After the war, the Allied powers were very skeptical of the Luftwaffe's kill claims, until they saw their meticulous documentation and research. The RLM in Berlin were incredibly exacting in their records, as were their standards. Both the US and the British launched investigations into the Luftwaffe, not so much as out of a desire to prove or disprove the Luftwaffe aces claims, but to figure out how the Luftwaffe, outnumbered and outgunned still proved to be one of the most lethal and most highly organized fighting machines in history.

Both the Allied and the Axis pilots required either a witness and/or gun camera footage to claim a kill. Some of the more prolific aces (Hartman, Galland, Priller) had designated wingmen whose primary job it was to tally their leaders kills.

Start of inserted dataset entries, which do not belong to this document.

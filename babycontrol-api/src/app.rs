/// Application state and router builder
///
/// This module defines the shared application state and provides
/// a function to build the Axum router with all routes and middleware.
///
/// # Example
///
/// ```no_run
/// use babycontrol_api::{app::AppState, config::Config};
/// use sqlx::PgPool;
///
/// # async fn example() -> anyhow::Result<()> {
/// let config = Config::from_env()?;
/// let pool = PgPool::connect(&config.database.url).await?;
/// let state = AppState::new(pool, config);
/// let app = babycontrol_api::app::build_router(state);
/// # Ok(())
/// # }
/// ```

use crate::{
    config::Config,
    error::ApiError,
    middleware::{deployment, security::SecurityHeadersLayer, write_gate},
    services::email::EmailService,
};
use axum::{
    extract::{DefaultBodyLimit, Request, State},
    http::{header, HeaderValue, Method},
    middleware::{from_fn_with_state, Next},
    response::Response,
    routing::{get, post, put},
    Router,
};
use babycontrol_shared::auth::lockout::LoginLockout;
use babycontrol_shared::auth::middleware::authenticate_headers;
use babycontrol_shared::models::{
    bath_log::BathLog, diaper_log::DiaperLog, feed_log::FeedLog, measurement::Measurement,
    medicine_log::MedicineLog, milestone::Milestone, note::Note, pump_log::PumpLog,
    sleep_log::SleepLog,
};
use sqlx::PgPool;
use std::sync::Arc;
use tower_http::{
    compression::CompressionLayer,
    cors::CorsLayer,
    trace::{DefaultMakeSpan, DefaultOnResponse, TraceLayer},
};
use tracing::Level;

/// Restore uploads carry the whole database
const RESTORE_BODY_LIMIT: usize = 64 * 1024 * 1024;

/// Shared application state
///
/// This is cloned for each request handler via Axum's `State` extractor.
#[derive(Clone)]
pub struct AppState {
    /// Database connection pool
    pub db: PgPool,

    /// Application configuration
    pub config: Arc<Config>,

    pub email: EmailService,

    /// Failed PIN/password login tracking
    pub lockout: Arc<LoginLockout>,
}

impl AppState {
    pub fn new(db: PgPool, config: Config) -> Self {
        let email = EmailService::new(config.api.app_url.clone());

        Self {
            db,
            config: Arc::new(config),
            email,
            lockout: Arc::new(LoginLockout::default()),
        }
    }

    /// Gets JWT secret for token operations
    pub fn jwt_secret(&self) -> &str {
        &self.config.jwt.secret
    }
}

/// Builds the complete Axum router with all routes and middleware
///
/// # Architecture
///
/// ```text
/// /health                              public
/// /v1/auth/{login,refresh,admin}       public
/// /v1/auth/me                          bearer
/// /v1/families/{slug-check,by-slug}    public
/// /v1/family-setup/invites/:token      public
/// /v1/family-setup/complete            public
/// /v1/units                            public
/// /v1/accounts/...                     SaaS only; register/login/verify/reset public
/// /v1/stripe/webhook                   SaaS only; Stripe signature
/// /v1/admin/{backup,restore}           self-hosted only; system administrator
/// everything else under /v1            bearer, plus the write gate on family data
/// ```
///
/// # Middleware Stack
///
/// Applied outermost first: security headers, CORS, compression, tracing,
/// then per-group deployment gating, bearer authentication and the write gate.
pub fn build_router(state: AppState) -> Router {
    use crate::routes::{self, logs};

    let health_routes = Router::new().route("/health", get(routes::health::health_check));

    let bearer = || from_fn_with_state(state.clone(), jwt_auth_layer);
    let gate = || from_fn_with_state(state.clone(), write_gate::write_gate_layer);

    let public_routes = Router::new()
        .route("/auth/login", post(routes::auth::login))
        .route("/auth/refresh", post(routes::auth::refresh))
        .route("/auth/admin", post(routes::auth::admin_login))
        .route("/families/slug-check/:slug", get(routes::families::slug_check))
        .route("/families/by-slug/:slug", get(routes::families::get_by_slug))
        .route("/family-setup/invites/:token", get(routes::family_setup::check_invite))
        .route("/family-setup/complete", post(routes::family_setup::complete))
        .route("/units", get(routes::settings::list_units));

    let account_public_routes = Router::new()
        .route("/accounts/register", post(routes::accounts::register))
        .route("/accounts/login", post(routes::accounts::login))
        .route("/accounts/verify", get(routes::accounts::verify))
        .route("/accounts/password-reset", post(routes::accounts::request_password_reset))
        .route(
            "/accounts/password-reset/confirm",
            post(routes::accounts::confirm_password_reset),
        )
        .route("/stripe/webhook", post(routes::stripe::webhook))
        .layer(from_fn_with_state(state.clone(), deployment::require_accounts));

    let account_routes = Router::new()
        .route("/accounts/me", get(routes::accounts::me))
        .route("/accounts/family", post(routes::accounts::create_family))
        .route("/accounts/close", post(routes::accounts::close))
        .layer(bearer())
        .layer(from_fn_with_state(state.clone(), deployment::require_accounts));

    let backup_routes = Router::new()
        .route("/admin/backup", get(routes::backup::download))
        .route(
            "/admin/restore",
            post(routes::backup::restore).layer(DefaultBodyLimit::max(RESTORE_BODY_LIMIT)),
        )
        .layer(bearer())
        .layer(from_fn_with_state(state.clone(), deployment::require_backup));

    let admin_routes = Router::new()
        .route("/auth/me", get(routes::auth::me))
        .route("/families", get(routes::families::list))
        .route("/families/:id", put(routes::families::update_by_id))
        .route(
            "/family-setup/invites",
            post(routes::family_setup::create_invite).get(routes::family_setup::list_invites),
        )
        .route(
            "/admin/app-config",
            get(routes::admin::get_app_config).put(routes::admin::update_app_config),
        )
        .route(
            "/admin/email-config",
            get(routes::admin::get_email_config).put(routes::admin::update_email_config),
        )
        .layer(bearer());

    let family_routes = Router::new()
        .route(
            "/family",
            get(routes::families::get_current).put(routes::families::update_current),
        )
        .route(
            "/caretakers",
            get(routes::caretakers::list).post(routes::caretakers::create),
        )
        .route(
            "/caretakers/:id",
            get(routes::caretakers::get)
                .put(routes::caretakers::update)
                .delete(routes::caretakers::delete),
        )
        .route("/babies", get(routes::babies::list).post(routes::babies::create))
        .route(
            "/babies/:id",
            get(routes::babies::get)
                .put(routes::babies::update)
                .delete(routes::babies::delete),
        )
        .route("/babies/:id/status", get(routes::babies::status))
        .route("/babies/:id/timeline", get(routes::babies::timeline))
        .route(
            "/medicines",
            get(routes::medicines::list).post(routes::medicines::create),
        )
        .route(
            "/medicines/:id",
            get(routes::medicines::get)
                .put(routes::medicines::update)
                .delete(routes::medicines::delete),
        )
        .route(
            "/settings",
            get(routes::settings::get_settings).put(routes::settings::update_settings),
        )
        .route(
            "/settings/activities",
            get(routes::settings::get_activity_settings)
                .put(routes::settings::update_activity_settings),
        )
        .merge(log_routes::<SleepLog>(
            "sleep-logs",
            post(logs::sleep::create),
            put(logs::sleep::update),
        ))
        .merge(log_routes::<FeedLog>(
            "feed-logs",
            post(logs::feed::create),
            put(logs::feed::update),
        ))
        .merge(log_routes::<DiaperLog>(
            "diaper-logs",
            post(logs::diaper::create),
            put(logs::diaper::update),
        ))
        .merge(log_routes::<BathLog>(
            "bath-logs",
            post(logs::bath::create),
            put(logs::bath::update),
        ))
        .merge(log_routes::<PumpLog>(
            "pump-logs",
            post(logs::pump::create),
            put(logs::pump::update),
        ))
        .merge(log_routes::<Note>("notes", post(logs::note::create), put(logs::note::update)))
        .merge(log_routes::<Milestone>(
            "milestones",
            post(logs::milestone::create),
            put(logs::milestone::update),
        ))
        .merge(log_routes::<Measurement>(
            "measurements",
            post(logs::measurement::create),
            put(logs::measurement::update),
        ))
        .merge(log_routes::<MedicineLog>(
            "medicine-logs",
            post(logs::medicine::create),
            put(logs::medicine::update),
        ))
        .layer(gate())
        .layer(bearer());

    let v1_routes = Router::new()
        .merge(public_routes)
        .merge(account_public_routes)
        .merge(account_routes)
        .merge(backup_routes)
        .merge(admin_routes)
        .merge(family_routes);

    let cors = if state.config.api.cors_origins.iter().any(|o| o == "*") {
        CorsLayer::permissive()
    } else {
        let origins: Vec<HeaderValue> = state
            .config
            .api
            .cors_origins
            .iter()
            .filter_map(|origin| origin.parse().ok())
            .collect();

        CorsLayer::new()
            .allow_origin(origins)
            .allow_methods([
                Method::GET,
                Method::POST,
                Method::PUT,
                Method::DELETE,
                Method::OPTIONS,
            ])
            .allow_headers([header::AUTHORIZATION, header::CONTENT_TYPE])
            .allow_credentials(true)
            .max_age(std::time::Duration::from_secs(3600))
    };

    Router::new()
        .merge(health_routes)
        .nest("/v1", v1_routes)
        .layer(
            TraceLayer::new_for_http()
                .make_span_with(DefaultMakeSpan::new().level(Level::INFO))
                .on_response(DefaultOnResponse::new().level(Level::INFO)),
        )
        .layer(CompressionLayer::new())
        .layer(cors)
        .layer(SecurityHeadersLayer::new(state.config.api.production))
        .with_state(state)
}

/// List/get/delete are shared by every log kind; create and update are per kind
fn log_routes<T>(
    path: &str,
    create: axum::routing::MethodRouter<AppState>,
    update: axum::routing::MethodRouter<AppState>,
) -> Router<AppState>
where
    T: babycontrol_shared::models::activity_log::ActivityLog + Sync + 'static,
{
    use crate::routes::logs;

    Router::new()
        .route(&format!("/{}", path), get(logs::list::<T>).merge(create))
        .route(
            &format!("/{}/:id", path),
            get(logs::get::<T>).delete(logs::delete::<T>).merge(update),
        )
}

/// JWT authentication middleware layer
///
/// Validates the bearer access token and injects `AuthContext` into request
/// extensions.
async fn jwt_auth_layer(
    State(state): State<AppState>,
    mut req: Request,
    next: Next,
) -> Result<Response, ApiError> {
    let auth_context = authenticate_headers(req.headers(), state.jwt_secret())?;

    req.extensions_mut().insert(auth_context);

    Ok(next.run(req).await)
}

Moreover, the Luftwaffe initiated a stringent "point" system for their pilots. While the allies branded a pilot an "ace" after 5 kills, the Luftwaffe required many more times this number before the full "Experten" lable would be awarded. Please see LUFTWAFFE SCORE SYSTEM

The book The Luftwaffe Diaries was completed in the 1960's, and documented that the Luftwaffe was not only accurate in its claims of kills by its aces, it undercounted many claims. Moreover, the RLM in Berlin was more stringent in its criteria than either London or Washington.

In short---those Luftwaffe aces were not some figment of the Nazi propaganda machine. They were the real.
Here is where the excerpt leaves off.